The nature of our family’s adoption brought grief to the surface immediately. Our daughter lived with a foster mother in China for the first year of her life and the separation was traumatic. For months after coming home, she woke in the night in a crying rage, about 6 times a night. She was very difficult to calm. Even though I prepared for this possibility, when she raged something painful stirred in me too. It was my own anger, deeply buried and displaced. This was not how I imagined I would feel during the first few months with my baby. Processing loss takes a willingness to feel discomfort.

When parents bring their baby home they want to leave the painful past behind. Sometimes, this is when real grieving begins. It is tempting to want to bury grief and carry on with the distracting job of parenting. What we bury, we carry through time. Grief gets heavy and tiresome and can show up in different ways, such as irritability, resentment, or contemptuous feelings toward your child. Repressed grief may be displaced into negative parent reactions like detached body language or an unpleasant tone of voice. Ongoing feelings of sadness, resentment, regret or jealousy may cause distance between a parent and child. Years of unresolved grief has the ability to time travel through generations by influencing the parent/child bond. By talking with a professional or joining a support group a parent can continue the healing process. Parents who are able to resolve their grief have the ability to help their child work through genetic loss.

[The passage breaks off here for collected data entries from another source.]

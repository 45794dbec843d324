//! Conversion of physical stimulation quantities into device commands.
//!
//! Every two-byte parameter is split into a coarse high byte and a fine low byte:
//! - `high = floor(value / divisor)`
//! - `low = (value mod divisor) / step`, either floored or rounded per parameter.
//!
//! The split is done on the total count of fine steps, so a remainder that
//! rounds up to a whole coarse unit carries into the high byte.
//!
//! Voltage, pulse count and microsecond width keep the integer remainder
//! (floor). Millisecond delay/width and microsecond delay round to the nearest
//! fine step. The high byte always precedes the low byte on the wire.
use std::fmt;
use crate::drivers::error::StimError;
use crate::drivers::opcode::Opcode;
/// How the fine remainder becomes the low byte.
#[derive(Clone, Copy, Debug, PartialEq, Eq)]
pub enum LowByteRule {
    Floor,
    Round,
}
/// Coarse/fine scaling for a two-byte parameter.
#[derive(Clone, Copy, Debug, PartialEq)]
pub struct Scale {
    pub divisor: f64,
    pub step: f64,
    pub rule: LowByteRule,
}
impl Scale {
    /// Fine steps per coarse unit; 256 for every parameter the device knows.
    fn steps_per_unit(&self) -> f64 {
        (self.divisor / self.step).round()
    }
}
/// Two-byte stimulation parameters.
#[derive(Clone, Copy, Debug, PartialEq, Eq, Hash)]
pub enum Parameter {
    PulseCount,
    OutputVoltage,
    PulseDelayMs,
    PulseDelayUs,
    PulseWidthMs,
    PulseWidthUs,
}
impl Parameter {
    pub const ALL: [Parameter; 6] = [
        Parameter::PulseCount,
        Parameter::OutputVoltage,
        Parameter::PulseDelayMs,
        Parameter::PulseDelayUs,
        Parameter::PulseWidthMs,
        Parameter::PulseWidthUs,
    ];
    pub fn opcode(self) -> Opcode {
        match self {
            Parameter::PulseCount => Opcode::PulseCount,
            Parameter::OutputVoltage => Opcode::OutputVoltage,
            Parameter::PulseDelayMs => Opcode::PulseDelayMs,
            Parameter::PulseDelayUs => Opcode::PulseDelayUs,
            Parameter::PulseWidthMs => Opcode::PulseWidthMs,
            Parameter::PulseWidthUs => Opcode::PulseWidthUs,
        }
    }
    pub fn scale(self) -> Scale {
        match self {
            Parameter::PulseCount => Scale {
                divisor: 256.0,
                step: 1.0,
                rule: LowByteRule::Floor,
            },
            Parameter::OutputVoltage => Scale {
                divisor: 128.0,
                step: 0.5,
                rule: LowByteRule::Floor,
            },
            Parameter::PulseDelayMs => Scale {
                divisor: 25.6,
                step: 0.1,
                rule: LowByteRule::Round,
            },
            Parameter::PulseDelayUs => Scale {
                divisor: 256.0,
                step: 1.0,
                rule: LowByteRule::Round,
            },
            Parameter::PulseWidthMs => Scale {
                divisor: 25.6,
                step: 0.1,
                rule: LowByteRule::Round,
            },
            Parameter::PulseWidthUs => Scale {
                divisor: 256.0,
                step: 1.0,
                rule: LowByteRule::Floor,
            },
        }
    }
    pub fn name(self) -> &'static str {
        self.opcode().name()
    }
    /// Splits `value` into `(high, low)` bytes.
    pub fn split(self, value: f64) -> Result<(u8, u8), StimError> {
        if !value.is_finite() {
            return Err(self.range_error(value, "not a finite number"));
        }
        if value < 0.0 {
            return Err(self.range_error(value, "must not be negative"));
        }
        let scale = self.scale();
        // count whole fine steps first so high and low always agree
        let fine = value / scale.step;
        let total = match scale.rule {
            LowByteRule::Floor => fine.floor(),
            LowByteRule::Round => fine.round(),
        };
        let steps = scale.steps_per_unit();
        if total >= steps * 256.0 {
            return Err(self.range_error(value, "high byte exceeds 255"));
        }
        let (total, steps) = (total as u32, steps as u32);
        Ok(((total / steps) as u8, (total % steps) as u8))
    }
    /// Reconstructs the value the device will apply for a byte pair.
    pub fn join(self, high: u8, low: u8) -> f64 {
        let scale = self.scale();
        f64::from(high) * scale.divisor + f64::from(low) * scale.step
    }
    /// Largest value that still fits the two-byte encoding.
    pub fn max_value(self) -> f64 {
        self.join(u8::MAX, u8::MAX)
    }
    /// Builds the command for `value`, or `None` when the zero-suppression rule drops it.
    pub fn encode(self, value: f64) -> Result<Option<Command>, StimError> {
        let (high, low) = self.split(value)?;
        let opcode = self.opcode();
        if opcode.suppress_zero() && high == 0 && low == 0 {
            return Ok(None);
        }
        Ok(Some(Command::new(opcode, Payload::Word { high, low })))
    }
    fn range_error(self, value: f64, reason: &'static str) -> StimError {
        StimError::Range {
            parameter: self.name(),
            value,
            reason,
        }
    }
}
/// Electrode configuration (both modes keep the op-amp enabled).
#[derive(Clone, Copy, Debug, PartialEq, Eq)]
pub enum Polarity {
    Bipolar,
    Monopolar,
}
#[derive(Clone, Copy, Debug, PartialEq, Eq)]
pub enum Payload {
    None,
    Byte(u8),
    Word { high: u8, low: u8 },
}
impl Payload {
    pub fn len(&self) -> usize {
        match self {
            Payload::None => 0,
            Payload::Byte(_) => 1,
            Payload::Word { .. } => 2,
        }
    }
    pub fn is_empty(&self) -> bool {
        self.len() == 0
    }
}
/// One opcode plus its payload, addressed to a single channel.
#[derive(Clone, Copy, Debug, PartialEq, Eq)]
pub struct Command {
    opcode: Opcode,
    payload: Payload,
}
impl Command {
    fn new(opcode: Opcode, payload: Payload) -> Self {
        Self { opcode, payload }
    }
    pub fn wake() -> Self {
        Self::new(Opcode::Wake, Payload::None)
    }
    pub fn blink() -> Self {
        Self::new(Opcode::Blink, Payload::None)
    }
    pub fn display(on: bool) -> Self {
        if on {
            Self::new(Opcode::DisplayOn, Payload::Byte(0x01))
        } else {
            Self::new(Opcode::DisplayOff, Payload::Byte(0x00))
        }
    }
    pub fn reset_counter() -> Self {
        Self::new(Opcode::ResetCounter, Payload::None)
    }
    pub fn start() -> Self {
        Self::new(Opcode::StartStimulation, Payload::None)
    }
    pub fn stop() -> Self {
        Self::new(Opcode::EmergencyStop, Payload::None)
    }
    pub fn polarity(polarity: Polarity) -> Self {
        match polarity {
            Polarity::Bipolar => Self::new(Opcode::Bipolar, Payload::None),
            Polarity::Monopolar => Self::new(Opcode::Monopolar, Payload::None),
        }
    }
    /// Raw trigger index; the firmware accepts 0-3 and the encoder does not check it.
    pub fn trigger_mode(mode: u8) -> Self {
        Self::new(Opcode::TriggerMode, Payload::Byte(mode))
    }
    pub fn opcode(&self) -> Opcode {
        self.opcode
    }
    pub fn payload(&self) -> Payload {
        self.payload
    }
    /// Opcode byte plus payload bytes.
    pub fn wire_len(&self) -> usize {
        1 + self.payload.len()
    }
    /// Wire bytes in transmission order.
    pub fn bytes(&self) -> Vec<u8> {
        let mut out = Vec::with_capacity(self.wire_len());
        out.push(self.opcode.byte());
        match self.payload {
            Payload::None => {}
            Payload::Byte(b) => out.push(b),
            Payload::Word { high, low } => {
                out.push(high);
                out.push(low);
            }
        }
        out
    }
    /// Splits a recorded byte stream back into commands. Stops at the first
    /// unknown opcode or truncated payload.
    pub fn decode_stream(bytes: &[u8]) -> Vec<Command> {
        let mut commands = Vec::new();
        let mut rest = bytes;
        while let Some((&first, tail)) = rest.split_first() {
            let Some(opcode) = Opcode::from_byte(first) else {
                break;
            };
            let needed = opcode.payload_len();
            if tail.len() < needed {
                break;
            }
            let payload = match needed {
                0 => Payload::None,
                1 => Payload::Byte(tail[0]),
                _ => Payload::Word {
                    high: tail[0],
                    low: tail[1],
                },
            };
            commands.push(Command::new(opcode, payload));
            rest = &tail[needed..];
        }
        commands
    }
}
impl fmt::Display for Command {
    fn fmt(&self, f: &mut fmt::Formatter<'_>) -> fmt::Result {
        write!(f, "{}", self.opcode.name())?;
        for byte in self.bytes() {
            write!(f, " {byte:02X}")?;
        }
        Ok(())
    }
}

“Unresolved grief has the ability to time travel through generations.”

Luckily, my daughter’s grief uncovered mine and there was no stopping the feelings that came to the surface. I had to feel it to heal it and so did she. She also needed me to heal. By processing my grief, I was able to own my negative feelings and not project them on to my daughter. My husband comforted her in moments that were too much for me. Over and over, we held our daughter in the night and told her she was safe and loved. We grieved with her, confronted our fears and talked about the hard stuff. We used humor for reprieve from the heaviness. Fearful, sleep deprived nights gradually turned into peaceful days of acceptance. We are better parents because we got better at accepting both sides of adoption, the loss and the joy.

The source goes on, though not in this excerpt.